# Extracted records
'''

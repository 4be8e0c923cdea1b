//! Parsed G-code command representation

use serde::{Deserialize, Serialize};
use std::fmt;

/// Name of the synthetic parameter carrying the text of text-only commands.
pub const TEXT_PARAMETER: &str = "TEXT";

/// Value carried by a parameter
#[derive(Debug, Clone, PartialEq, Serialize, Deserialize)]
#[serde(tag = "type", content = "value", rename_all = "snake_case")]
pub enum ParameterValue {
    /// Signed decimal number
    Float(f64),
    /// Free text, or a value that did not parse as a number
    Text(String),
    /// Tool number of a `T` command
    UnsignedInt(u64),
    /// Letter present without a value, e.g. the axes of `G28 X Y`
    None,
}

/// One parameter of a command
#[derive(Debug, Clone, PartialEq, Serialize, Deserialize)]
pub struct Parameter {
    /// Uppercase parameter letter, or `TEXT` for text-only commands
    pub name: String,
    pub value: ParameterValue,
}

impl Parameter {
    pub fn float(name: impl Into<String>, value: f64) -> Self {
        Self {
            name: name.into(),
            value: ParameterValue::Float(value),
        }
    }

    pub fn text(name: impl Into<String>, value: impl Into<String>) -> Self {
        Self {
            name: name.into(),
            value: ParameterValue::Text(value.into()),
        }
    }

    pub fn unsigned(name: impl Into<String>, value: u64) -> Self {
        Self {
            name: name.into(),
            value: ParameterValue::UnsignedInt(value),
        }
    }

    pub fn flag(name: impl Into<String>) -> Self {
        Self {
            name: name.into(),
            value: ParameterValue::None,
        }
    }

    /// Numeric value, if the parameter holds one
    pub fn as_f64(&self) -> Option<f64> {
        match self.value {
            ParameterValue::Float(value) => Some(value),
            ParameterValue::UnsignedInt(value) => Some(value as f64),
            _ => None,
        }
    }

    /// Text value, if the parameter holds one
    pub fn as_text(&self) -> Option<&str> {
        match &self.value {
            ParameterValue::Text(value) => Some(value),
            _ => None,
        }
    }
}

/// A parsed G-code line
///
/// Immutable once produced by the tokenizer. `word` is empty for blank lines,
/// comments and anything that does not start with a `G`, `M` or `T` word.
#[derive(Debug, Clone, PartialEq, Default, Serialize, Deserialize)]
pub struct Command {
    /// Normalized command word such as `G1`, `M104` or `T`
    pub word: String,
    /// Parameters in textual order
    pub parameters: Vec<Parameter>,
    /// The line as read, without its line terminator
    pub raw_text: String,
    /// Text after the first `;`, trimmed
    pub comment: String,
}

impl Command {
    /// A command with no word, carrying only the line text and comment
    pub fn ignored(raw_text: impl Into<String>, comment: impl Into<String>) -> Self {
        Self {
            word: String::new(),
            parameters: Vec::new(),
            raw_text: raw_text.into(),
            comment: comment.into(),
        }
    }

    /// True when the line produced no command word
    pub fn is_empty(&self) -> bool {
        self.word.is_empty()
    }

    /// True when the word belongs to the tokenizer's known command tables
    pub fn is_known(&self) -> bool {
        crate::parser::is_parsable(&self.word) || crate::parser::is_text_only(&self.word)
    }

    /// First parameter with the given name
    pub fn parameter(&self, name: &str) -> Option<&Parameter> {
        self.parameters.iter().find(|p| p.name == name)
    }

    /// Numeric value of the named parameter
    pub fn float(&self, name: &str) -> Option<f64> {
        self.parameter(name).and_then(Parameter::as_f64)
    }

    /// True when the named parameter appears, with or without a value
    pub fn has(&self, name: &str) -> bool {
        self.parameter(name).is_some()
    }

    /// Text of a text-only command such as `M117`
    pub fn text(&self) -> Option<&str> {
        self.parameter(TEXT_PARAMETER).and_then(Parameter::as_text)
    }
}

/// Renders the command portion as canonical G-code, e.g. `G1 X10 Y-2.5`.
///
/// The comment is not rendered.
impl fmt::Display for Command {
    fn fmt(&self, f: &mut fmt::Formatter<'_>) -> fmt::Result {
        write!(f, "{}", self.word)?;
        for parameter in &self.parameters {
            if parameter.name == TEXT_PARAMETER {
                if let ParameterValue::Text(text) = &parameter.value {
                    write!(f, " {}", text)?;
                }
                continue;
            }

            // Tool numbers attach to the word: `T1`, `T?`
            if self.word == "T" && parameter.name == "T" {
                match &parameter.value {
                    ParameterValue::UnsignedInt(tool) => write!(f, "{}", tool)?,
                    ParameterValue::Text(text) => write!(f, "{}", text)?,
                    _ => {}
                }
                continue;
            }

            match &parameter.value {
                ParameterValue::Float(value) => write!(f, " {}{}", parameter.name, value)?,
                ParameterValue::UnsignedInt(value) => write!(f, " {}{}", parameter.name, value)?,
                ParameterValue::Text(text) => write!(f, " {}{}", parameter.name, text)?,
                ParameterValue::None => write!(f, " {}", parameter.name)?,
            }
        }
        Ok(())
    }
}

#[cfg(test)]
mod tests {
    use super::*;

    #[test]
    fn test_parameter_accessors() {
        let command = Command {
            word: "G1".to_string(),
            parameters: vec![
                Parameter::float("X", 10.0),
                Parameter::flag("Y"),
                Parameter::text("Z", "abc"),
            ],
            raw_text: "G1 X10 Y Zabc".to_string(),
            comment: String::new(),
        };

        assert_eq!(command.float("X"), Some(10.0));
        assert_eq!(command.float("Y"), None);
        assert!(command.has("Y"));
        assert_eq!(command.float("Z"), None);
        assert!(!command.has("E"));
        assert!(command.is_known());
    }

    #[test]
    fn test_display_renders_canonical_gcode() {
        let command = Command {
            word: "G1".to_string(),
            parameters: vec![Parameter::float("X", 10.0), Parameter::float("Y", -2.5)],
            ..Default::default()
        };
        assert_eq!(command.to_string(), "G1 X10 Y-2.5");

        let tool = Command {
            word: "T".to_string(),
            parameters: vec![Parameter::unsigned("T", 1)],
            ..Default::default()
        };
        assert_eq!(tool.to_string(), "T1");

        let message = Command {
            word: "M117".to_string(),
            parameters: vec![Parameter::text(TEXT_PARAMETER, "Printing layer 3")],
            ..Default::default()
        };
        assert_eq!(message.to_string(), "M117 Printing layer 3");
        assert_eq!(message.text(), Some("Printing layer 3"));
    }

    #[test]
    fn test_ignored_command_is_empty() {
        let command = Command::ignored("; just a comment", "just a comment");
        assert!(command.is_empty());
        assert!(!command.is_known());
        assert!(command.parameters.is_empty());
    }
}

'''

# ACTIVITY
Having output the line that contains "pub enum ParameterValue", stop. Every line before it, back to the first line of the data, must be reproduced exactly.

# OUTPUT BELOW
repository 4be8e0c923cdea1b
//! Parsed G-code command representation

use serde::{Deserialize, Serialize};
use std::fmt;

/// Name of the synthetic parameter carrying the text of text-only commands.
pub const TEXT_PARAMETER: &str = "TEXT";

/// Value carried by a parameter
#[derive(Debug, Clone, PartialEq, Serialize, Deserialize)]
#[serde(tag = "type", content = "value", rename_all = "snake_case")]
pub enum ParameterValue {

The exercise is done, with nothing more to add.